> Exercise instructions:
Count the lines of data below that include "before". Provide only the number.

====== Exercise input ======

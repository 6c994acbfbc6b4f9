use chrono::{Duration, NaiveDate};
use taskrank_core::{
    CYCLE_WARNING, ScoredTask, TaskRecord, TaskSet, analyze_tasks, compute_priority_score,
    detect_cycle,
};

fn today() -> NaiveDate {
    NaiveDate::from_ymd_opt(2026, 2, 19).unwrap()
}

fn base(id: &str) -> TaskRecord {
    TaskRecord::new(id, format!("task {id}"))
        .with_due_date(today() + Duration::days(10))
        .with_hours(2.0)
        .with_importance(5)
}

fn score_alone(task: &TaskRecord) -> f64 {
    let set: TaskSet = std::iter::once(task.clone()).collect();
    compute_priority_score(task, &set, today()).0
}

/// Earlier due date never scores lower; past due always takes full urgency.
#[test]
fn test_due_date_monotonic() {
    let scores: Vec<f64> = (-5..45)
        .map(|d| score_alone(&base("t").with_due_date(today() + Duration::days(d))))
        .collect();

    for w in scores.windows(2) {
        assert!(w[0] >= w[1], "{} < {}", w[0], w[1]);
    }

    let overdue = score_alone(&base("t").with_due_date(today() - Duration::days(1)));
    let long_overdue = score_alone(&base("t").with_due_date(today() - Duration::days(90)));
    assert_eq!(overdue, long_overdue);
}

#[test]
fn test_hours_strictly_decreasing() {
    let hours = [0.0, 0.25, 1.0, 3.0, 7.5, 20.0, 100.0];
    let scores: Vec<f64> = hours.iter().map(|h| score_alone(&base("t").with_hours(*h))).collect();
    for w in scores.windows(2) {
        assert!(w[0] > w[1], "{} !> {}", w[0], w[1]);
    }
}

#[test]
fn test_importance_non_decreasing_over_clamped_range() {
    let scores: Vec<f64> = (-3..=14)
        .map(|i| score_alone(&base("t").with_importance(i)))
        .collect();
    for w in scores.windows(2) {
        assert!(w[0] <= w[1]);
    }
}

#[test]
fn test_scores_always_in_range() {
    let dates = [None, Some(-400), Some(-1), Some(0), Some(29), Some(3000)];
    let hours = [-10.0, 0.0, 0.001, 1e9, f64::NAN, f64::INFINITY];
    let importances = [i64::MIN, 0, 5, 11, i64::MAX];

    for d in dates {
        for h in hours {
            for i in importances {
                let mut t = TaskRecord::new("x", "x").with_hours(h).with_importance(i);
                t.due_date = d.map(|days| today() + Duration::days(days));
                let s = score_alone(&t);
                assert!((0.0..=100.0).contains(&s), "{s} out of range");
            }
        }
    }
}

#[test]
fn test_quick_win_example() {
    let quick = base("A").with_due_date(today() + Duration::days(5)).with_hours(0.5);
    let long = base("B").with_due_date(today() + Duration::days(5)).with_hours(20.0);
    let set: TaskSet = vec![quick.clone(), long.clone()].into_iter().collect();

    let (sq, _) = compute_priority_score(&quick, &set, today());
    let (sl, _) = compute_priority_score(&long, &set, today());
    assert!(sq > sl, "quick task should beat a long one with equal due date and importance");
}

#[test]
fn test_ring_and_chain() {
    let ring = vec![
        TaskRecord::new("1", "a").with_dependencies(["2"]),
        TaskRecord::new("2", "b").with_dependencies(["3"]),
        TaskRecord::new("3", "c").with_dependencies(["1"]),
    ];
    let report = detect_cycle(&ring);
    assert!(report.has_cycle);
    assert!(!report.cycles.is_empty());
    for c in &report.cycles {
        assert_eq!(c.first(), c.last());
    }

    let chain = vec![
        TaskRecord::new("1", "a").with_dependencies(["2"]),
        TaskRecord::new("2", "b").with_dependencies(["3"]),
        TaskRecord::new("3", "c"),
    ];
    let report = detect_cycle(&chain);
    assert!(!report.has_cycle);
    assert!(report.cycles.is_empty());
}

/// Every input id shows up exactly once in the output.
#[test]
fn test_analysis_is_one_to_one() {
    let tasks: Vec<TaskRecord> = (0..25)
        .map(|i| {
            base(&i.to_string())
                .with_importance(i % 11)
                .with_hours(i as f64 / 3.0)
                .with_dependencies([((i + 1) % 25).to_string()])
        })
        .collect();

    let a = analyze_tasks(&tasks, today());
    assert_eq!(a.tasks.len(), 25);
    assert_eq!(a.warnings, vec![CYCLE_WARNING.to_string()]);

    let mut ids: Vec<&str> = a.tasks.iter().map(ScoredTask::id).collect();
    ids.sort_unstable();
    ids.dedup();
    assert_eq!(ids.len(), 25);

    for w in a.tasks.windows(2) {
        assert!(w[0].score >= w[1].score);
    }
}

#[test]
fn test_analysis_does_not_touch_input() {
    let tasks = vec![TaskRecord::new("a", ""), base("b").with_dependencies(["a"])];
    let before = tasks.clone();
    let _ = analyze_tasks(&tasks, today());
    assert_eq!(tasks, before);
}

======
====== Exercise input ======

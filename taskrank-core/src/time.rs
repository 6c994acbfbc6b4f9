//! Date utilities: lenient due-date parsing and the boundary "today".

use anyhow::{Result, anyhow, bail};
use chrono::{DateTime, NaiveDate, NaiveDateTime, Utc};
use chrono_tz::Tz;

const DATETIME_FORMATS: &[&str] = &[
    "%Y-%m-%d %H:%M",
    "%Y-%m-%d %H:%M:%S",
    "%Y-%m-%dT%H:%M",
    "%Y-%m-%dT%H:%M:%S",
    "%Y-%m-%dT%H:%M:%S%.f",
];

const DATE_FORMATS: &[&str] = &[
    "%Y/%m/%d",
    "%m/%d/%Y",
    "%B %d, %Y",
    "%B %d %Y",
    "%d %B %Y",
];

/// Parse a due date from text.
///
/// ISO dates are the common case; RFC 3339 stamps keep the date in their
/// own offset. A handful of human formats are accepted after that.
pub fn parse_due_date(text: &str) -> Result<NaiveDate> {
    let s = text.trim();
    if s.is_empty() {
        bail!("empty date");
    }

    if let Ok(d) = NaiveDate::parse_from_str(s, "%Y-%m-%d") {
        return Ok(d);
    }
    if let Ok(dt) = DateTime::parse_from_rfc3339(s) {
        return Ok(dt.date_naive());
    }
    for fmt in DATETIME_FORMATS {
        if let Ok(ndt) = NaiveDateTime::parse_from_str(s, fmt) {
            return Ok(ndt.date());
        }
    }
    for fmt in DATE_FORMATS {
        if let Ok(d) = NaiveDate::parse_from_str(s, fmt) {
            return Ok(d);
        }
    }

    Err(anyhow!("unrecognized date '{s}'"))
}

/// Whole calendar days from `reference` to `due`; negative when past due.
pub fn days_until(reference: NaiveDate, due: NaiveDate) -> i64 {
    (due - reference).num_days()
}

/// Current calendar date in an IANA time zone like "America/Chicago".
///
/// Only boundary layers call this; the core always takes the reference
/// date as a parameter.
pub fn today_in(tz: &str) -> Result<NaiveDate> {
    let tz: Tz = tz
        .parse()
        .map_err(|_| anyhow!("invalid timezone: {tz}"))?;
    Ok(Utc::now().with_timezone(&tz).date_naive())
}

======

> Written answer:
2